5. During interview with S2 on 7-3-2012 at 4:00 PM, S2:
a. verified the findings in the medical records.
b. confirmed N1 was assessed upon admission on 4-24-12 as "At risk" for a fall and S2 confirmed that the nurse should have immediately implemented a bed exit alarm.
c. confirmed that a bed exit alarm was not documented as done until 4-30-12 in N1's medical record, and that the 6 day delay was not in accordance with facility expectation of nursing care interventions.
d. confirmed that 2 hour turn should have been performed based on N1's admission Braden score of 12 with a sub-score of 1 in the activity category (1=bedfast).

e. confirmed that N1 ' s medical record lacked documentation on 3 occasions (5-10-12 at 6 AM, 5-14-12 at 6 AM, and 5-17-12 at 6:00 AM) that N1 had been turned, and that the lack of documentation in the medical record was not in accordance with facility policy.

f. confirmed N1's nursing care plan in relation to fall risk care and skin care was not implemented in accordance with facility policy.

FORM AND RETENTION OF RECORDS

Tag No.: A0438

Based on document review and interview, the facility failed to assure a complete medical record was retained to include photographs of non-intact skin required per policy for one (1) of five (5) medical records reviewed (N1).
Findings included:
1. Facility policy in the Skin and Wound Care Management Manual, "Photographing of Wounds Guideline" , last reviewed/revised 06-2011, page 1, required that upon patient admission the Wound Care Coordinator "would be notified to coordinate patient care and photograph the patient ' s wound(s).
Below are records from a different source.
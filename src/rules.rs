//! Inventory and task state rules.
//!
//! Everything here is pure: callers load records, ask these functions what
//! should change, and write the answer back themselves.

use chrono::{DateTime, Datelike, Duration, NaiveTime, TimeZone, Utc};
use thiserror::Error;

use crate::models::{
    Category, DashboardSummary, Product, Task, TaskStatus, DEFAULT_CATEGORY_NAME,
};

#[derive(Debug, Clone, PartialEq, Eq, Error)]
pub enum RuleError {
    #[error("Quantity must be greater than zero")]
    NonPositiveQuantity,

    #[error("Not enough stock: {stock} on hand, {requested} requested")]
    InsufficientStock { stock: i64, requested: i64 },

    #[error("Product is already in that category")]
    SameCategory,

    #[error("Category '{0}' does not exist")]
    UnknownCategory(String),

    #[error("The default category cannot be deleted or renamed")]
    DefaultCategoryProtected,

    #[error("'{0}' is reserved for the default category")]
    ReservedName(String),

    #[error("{0} is required")]
    MissingField(&'static str),

    #[error("{0} cannot be negative")]
    Negative(&'static str),
}

pub fn is_low_stock(product: &Product) -> bool {
    product.stock < product.threshold
}

/// Result of a stock movement that passed its checks.
#[derive(Debug, Clone, Copy, PartialEq, Eq)]
pub struct StockChange {
    pub before: i64,
    pub after: i64,
    /// The new level is under the product's threshold. Display only.
    pub low_stock: bool,
}

pub fn outbound(product: &Product, quantity: i64) -> Result<StockChange, RuleError> {
    if quantity <= 0 {
        return Err(RuleError::NonPositiveQuantity);
    }
    let after = product.stock - quantity;
    if after < 0 {
        return Err(RuleError::InsufficientStock {
            stock: product.stock,
            requested: quantity,
        });
    }
    Ok(StockChange {
        before: product.stock,
        after,
        low_stock: after < product.threshold,
    })
}

pub fn inbound(product: &Product, quantity: i64) -> Result<StockChange, RuleError> {
    if quantity <= 0 {
        return Err(RuleError::NonPositiveQuantity);
    }
    let after = product.stock.saturating_add(quantity);
    Ok(StockChange {
        before: product.stock,
        after,
        low_stock: after < product.threshold,
    })
}

/// Checks that `target_id` names an existing category other than the current one.
pub fn check_move<'a>(
    product: &Product,
    target_id: &str,
    categories: &'a [Category],
) -> Result<&'a Category, RuleError> {
    if product.category_id == target_id {
        return Err(RuleError::SameCategory);
    }
    categories
        .iter()
        .find(|c| c.id == target_id)
        .ok_or_else(|| RuleError::UnknownCategory(target_id.to_string()))
}

pub fn check_category_delete(category: &Category) -> Result<(), RuleError> {
    if category.is_default() {
        return Err(RuleError::DefaultCategoryProtected);
    }
    Ok(())
}

/// Names given to user-created categories: non-blank and not the default's.
pub fn check_category_name(name: &str) -> Result<(), RuleError> {
    let name = name.trim();
    if name.is_empty() {
        return Err(RuleError::MissingField("Category name"));
    }
    if name == DEFAULT_CATEGORY_NAME {
        return Err(RuleError::ReservedName(name.to_string()));
    }
    Ok(())
}

pub fn check_new_product(name: &str, stock: i64, threshold: i64) -> Result<(), RuleError> {
    if name.trim().is_empty() {
        return Err(RuleError::MissingField("Product name"));
    }
    if stock < 0 {
        return Err(RuleError::Negative("Stock"));
    }
    if threshold < 0 {
        return Err(RuleError::Negative("Threshold"));
    }
    Ok(())
}

pub fn check_new_task(title: &str, assignee: &str) -> Result<(), RuleError> {
    if title.trim().is_empty() {
        return Err(RuleError::MissingField("Title"));
    }
    if assignee.trim().is_empty() {
        return Err(RuleError::MissingField("Assignee"));
    }
    Ok(())
}

/// Status a task should have at `now`: a pending task turns overdue once
/// the start (00:00) of its due date has passed in `now`'s timezone.
/// Nothing else changes.
pub fn derive_status<Tz: TimeZone>(task: &Task, now: &DateTime<Tz>) -> TaskStatus {
    let due = task.due_date.and_time(NaiveTime::MIN);
    match task.status {
        TaskStatus::Pending if due < now.naive_local() => TaskStatus::Overdue,
        status => status,
    }
}

/// Ids of the tasks whose stored status differs from the derived one.
pub fn overdue_transitions<Tz: TimeZone>(tasks: &[Task], now: &DateTime<Tz>) -> Vec<String> {
    tasks
        .iter()
        .filter(|task| derive_status(task, now) != task.status)
        .map(|task| task.id.clone())
        .collect()
}

/// Start of the current week (Sunday 00:00) in `now`'s timezone.
pub fn week_start<Tz: TimeZone>(now: &DateTime<Tz>) -> DateTime<Utc> {
    let days_back = i64::from(now.weekday().num_days_from_sunday());
    let midnight = (now.date_naive() - Duration::days(days_back)).and_time(NaiveTime::MIN);
    match now.timezone().from_local_datetime(&midnight).earliest() {
        Some(start) => start.with_timezone(&Utc),
        // Midnight skipped by a DST jump; fall back to reading it as UTC.
        None => midnight.and_utc(),
    }
}

/// Rounded percentage of this week's tasks that are completed; 0 when none.
pub fn weekly_completion_rate<Tz: TimeZone>(tasks: &[Task], now: &DateTime<Tz>) -> u32 {
    let start = week_start(now);
    let weekly: Vec<&Task> = tasks.iter().filter(|t| t.created_at >= start).collect();
    if weekly.is_empty() {
        return 0;
    }
    let completed = weekly
        .iter()
        .filter(|t| t.status == TaskStatus::Completed)
        .count();
    (completed as f64 / weekly.len() as f64 * 100.0).round() as u32
}

pub fn summarize<Tz: TimeZone>(
    tasks: &[Task],
    products: &[Product],
    now: &DateTime<Tz>,
) -> DashboardSummary {
    let count = |status: TaskStatus| tasks.iter().filter(|t| t.status == status).count();
    DashboardSummary {
        total_tasks: tasks.len(),
        completed_tasks: count(TaskStatus::Completed),
        pending_tasks: count(TaskStatus::Pending),
        overdue_tasks: count(TaskStatus::Overdue),
        weekly_completion_rate: weekly_completion_rate(tasks, now),
        low_stock: products.iter().filter(|p| is_low_stock(p)).cloned().collect(),
    }
}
Initial photographs should be printed and placed in the patient's chart under 'wound' section and further digital images should also be stored electronically on the facility secure drive designated by the IS department " .

2. Facility policy " Medical Record Documentation " , last reviewed/revised 01-2010, page 1, item 4, required " After rendering care, document as soon as possible ".

3. On 7-3-2012 during review of medical record of N1:
a. the initial nursing assessment and the physician's history and physical indicated that upon admission N1 had an area of non-intact skin in the left buttock.
b. the photographs taken at the first wound care consultation for N1 on 4-25-2012 lacked documentation of a photograph of the left buttock non-intact skin area.
4. During interview with S3 on 7-3-2012 at 4:00 PM, S3:
a. verified the findings in the medical records to include the lack of documentation of an initial assessment photograph of N1's left buttock area of non-intact skin.
b. stated that a photograph of N1's left buttock non-intact skin should have been printed and placed in the medical record as soon as practicable after taken on 4-25-2012.
c. could not explain how the printed copy of the above photograph and the electronic back up required per facility policy could not be located.